Items listed in a dataset:
▶
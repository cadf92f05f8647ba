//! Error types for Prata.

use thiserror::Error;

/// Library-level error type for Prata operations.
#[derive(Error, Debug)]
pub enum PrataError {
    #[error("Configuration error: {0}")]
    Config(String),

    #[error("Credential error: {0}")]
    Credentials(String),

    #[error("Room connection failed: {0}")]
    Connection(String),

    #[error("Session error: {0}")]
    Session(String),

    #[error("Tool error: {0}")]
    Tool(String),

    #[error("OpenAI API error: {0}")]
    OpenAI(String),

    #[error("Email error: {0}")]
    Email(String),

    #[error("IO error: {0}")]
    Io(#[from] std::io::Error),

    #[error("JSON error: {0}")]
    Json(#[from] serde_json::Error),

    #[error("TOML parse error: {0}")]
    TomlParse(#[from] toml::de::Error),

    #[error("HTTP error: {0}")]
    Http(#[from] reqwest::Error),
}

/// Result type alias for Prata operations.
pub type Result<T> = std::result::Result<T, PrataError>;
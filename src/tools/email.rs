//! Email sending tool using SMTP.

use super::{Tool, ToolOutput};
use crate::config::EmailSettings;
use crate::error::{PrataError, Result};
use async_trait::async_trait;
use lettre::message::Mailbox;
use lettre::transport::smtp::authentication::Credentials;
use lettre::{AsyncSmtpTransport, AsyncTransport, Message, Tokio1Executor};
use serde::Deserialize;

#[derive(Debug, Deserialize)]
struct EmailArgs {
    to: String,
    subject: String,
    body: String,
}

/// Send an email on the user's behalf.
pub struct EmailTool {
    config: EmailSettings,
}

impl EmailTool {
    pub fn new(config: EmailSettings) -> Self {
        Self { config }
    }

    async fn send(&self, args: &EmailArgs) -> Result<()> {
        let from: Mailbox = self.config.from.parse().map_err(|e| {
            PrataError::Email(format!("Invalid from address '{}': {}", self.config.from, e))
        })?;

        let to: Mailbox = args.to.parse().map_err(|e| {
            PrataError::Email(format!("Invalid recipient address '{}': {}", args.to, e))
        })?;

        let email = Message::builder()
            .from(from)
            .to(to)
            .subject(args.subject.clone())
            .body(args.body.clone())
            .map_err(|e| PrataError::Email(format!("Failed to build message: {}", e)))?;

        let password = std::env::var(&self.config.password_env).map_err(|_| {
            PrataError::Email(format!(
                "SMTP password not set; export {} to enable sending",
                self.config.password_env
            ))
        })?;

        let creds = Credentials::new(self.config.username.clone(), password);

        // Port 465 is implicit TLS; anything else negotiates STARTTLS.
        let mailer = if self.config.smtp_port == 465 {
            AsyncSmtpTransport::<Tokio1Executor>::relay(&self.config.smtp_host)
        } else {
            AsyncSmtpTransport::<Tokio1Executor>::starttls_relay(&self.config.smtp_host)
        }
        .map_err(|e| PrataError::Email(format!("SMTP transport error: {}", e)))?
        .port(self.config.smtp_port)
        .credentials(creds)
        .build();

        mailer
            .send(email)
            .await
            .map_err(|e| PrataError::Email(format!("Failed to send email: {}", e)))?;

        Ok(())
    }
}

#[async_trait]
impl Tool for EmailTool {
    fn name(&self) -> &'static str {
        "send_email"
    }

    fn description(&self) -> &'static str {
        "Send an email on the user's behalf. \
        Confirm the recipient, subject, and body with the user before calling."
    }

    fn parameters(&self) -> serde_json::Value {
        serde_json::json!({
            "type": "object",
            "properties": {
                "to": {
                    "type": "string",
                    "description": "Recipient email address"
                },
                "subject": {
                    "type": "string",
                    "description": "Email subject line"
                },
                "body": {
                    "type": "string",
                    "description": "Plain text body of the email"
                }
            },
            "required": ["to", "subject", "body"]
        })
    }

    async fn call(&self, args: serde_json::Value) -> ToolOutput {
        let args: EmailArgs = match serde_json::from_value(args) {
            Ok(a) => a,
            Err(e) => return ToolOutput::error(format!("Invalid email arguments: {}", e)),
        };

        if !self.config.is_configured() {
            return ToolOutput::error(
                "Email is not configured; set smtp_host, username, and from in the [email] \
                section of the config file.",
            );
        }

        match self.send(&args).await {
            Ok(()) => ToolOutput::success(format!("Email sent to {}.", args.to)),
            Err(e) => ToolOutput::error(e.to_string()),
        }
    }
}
◀
→ **WHAT TO DO**
Each record is to be retyped exactly as written.

→ **EXERCISE SOLUTION**
repository cadf92f05f8647ba
//! Error types for Prata.

use thiserror::Error;

/// Library-level error type for Prata operations.
#[derive(Error, Debug)]
pub enum PrataError {
    #[error("Configuration error: {0}")]
    Config(String),

    #[error("Credential error: {0}")]
    Credentials(String),

    #[error("Room connection failed: {0}")]
    Connection(String),

    #[error("Session error: {0}")]
    Session(String),

    #[error("Tool error: {0}")]
    Tool(String),

    #[error("OpenAI API error: {0}")]
    OpenAI(String),

    #[error("Email error: {0}")]
    Email(String),

    #[error("IO error: {0}")]
    Io(#[from] std::io::Error),

    #[error("JSON error: {0}")]
    Json(#[from] serde_json::Error),

    #[error("TOML parse error: {0}")]
    TomlParse(#[from] toml::de::Error),

    #[error("HTTP error: {0}")]
    Http(#[from] reqwest::Error),
}

/// Result type alias for Prata operations.
pub type Result<T> = std::result::Result<T, PrataError>;
filename src/tools/email.rs
//! Email sending tool using SMTP.

use super::{Tool, ToolOutput};
use crate::config::EmailSettings;
use crate::error::{PrataError, Result};
use async_trait::async_trait;
use lettre::message::Mailbox;
use lettre::transport::smtp::authentication::Credentials;
use lettre::{AsyncSmtpTransport, AsyncTransport, Message, Tokio1Executor};
use serde::Deserialize;

#[derive(Debug, Deserialize)]
struct EmailArgs {
    to: String,
    subject: String,
    body: String,
}

/// Send an email on the user's behalf.
pub struct EmailTool {
    config: EmailSettings,
}

impl EmailTool {
    pub fn new(config: EmailSettings) -> Self {
        Self { config }
    }

    async fn send(&self, args: &EmailArgs) -> Result<()> {
        let from: Mailbox = self.config.from.parse().map_err(|e| {
            PrataError::Email(format!("Invalid from address '{}': {}", self.config.from, e))
        })?;

        let to: Mailbox = args.to.parse().map_err(|e| {
            PrataError::Email(format!("Invalid recipient address '{}': {}", args.to, e))
        })?;

        let email = Message::builder()
            .from(from)
            .to(to)
            .subject(args.subject.clone())
            .body(args.body.clone())
            .map_err(|e| PrataError::Email(format!("Failed to build message: {}", e)))?;

        let password = std::env::var(&self.config.password_env).map_err(|_| {
            PrataError::Email(format!(
                "SMTP password not set; export {} to enable sending",
                self.config.password_env
            ))
        })?;

        let creds = Credentials::new(self.config.username.clone(), password);

        // Port 465 is implicit TLS; anything else negotiates STARTTLS.
        let mailer = if self.config.smtp_port == 465 {
            AsyncSmtpTransport::<Tokio1Executor>::relay(&self.config.smtp_host)
        } else {
            AsyncSmtpTransport::<Tokio1Executor>::starttls_relay(&self.config.smtp_host)
        }
        .map_err(|e| PrataError::Email(format!("SMTP transport error: {}", e)))?
        .port(self.config.smtp_port)
        .credentials(creds)
        .build();

        mailer
            .send(email)
            .await
            .map_err(|e| PrataError::Email(format!("Failed to send email: {}", e)))?;

        Ok(())
    }
}

#[async_trait]
impl Tool for EmailTool {
    fn name(&self) -> &'static str {
        "send_email"
    }

    fn description(&self) -> &'static str {
        "Send an email on the user's behalf. \
        Confirm the recipient, subject, and body with the user before calling."
    }

    fn parameters(&self) -> serde_json::Value {
        serde_json::json!({
            "type": "object",
            "properties": {
                "to": {
                    "type": "string",
                    "description": "Recipient email address"
                },
                "subject": {
                    "type": "string",
                    "description": "Email subject line"
                },
                "body": {
                    "type": "string",
                    "description": "Plain text body of the email"
                }
            },
            "required": ["to", "subject", "body"]
        })
    }

    async fn call(&self, args: serde_json::Value) -> ToolOutput {
        let args: EmailArgs = match serde_json::from_value(args) {
            Ok(a) => a,
            Err(e) => return ToolOutput::error(format!("Invalid email arguments: {}", e)),
        };

        if !self.config.is_configured() {
            return ToolOutput::error(
                "Email is not configured; set smtp_host, username, and from in the [email] \
                section of the config file.",
            );
        }

        match self.send(&args).await {
            Ok(()) => ToolOutput::success(format!("Email sent to {}.", args.to)),
            Err(e) => ToolOutput::error(e.to_string()),
        }
    }
}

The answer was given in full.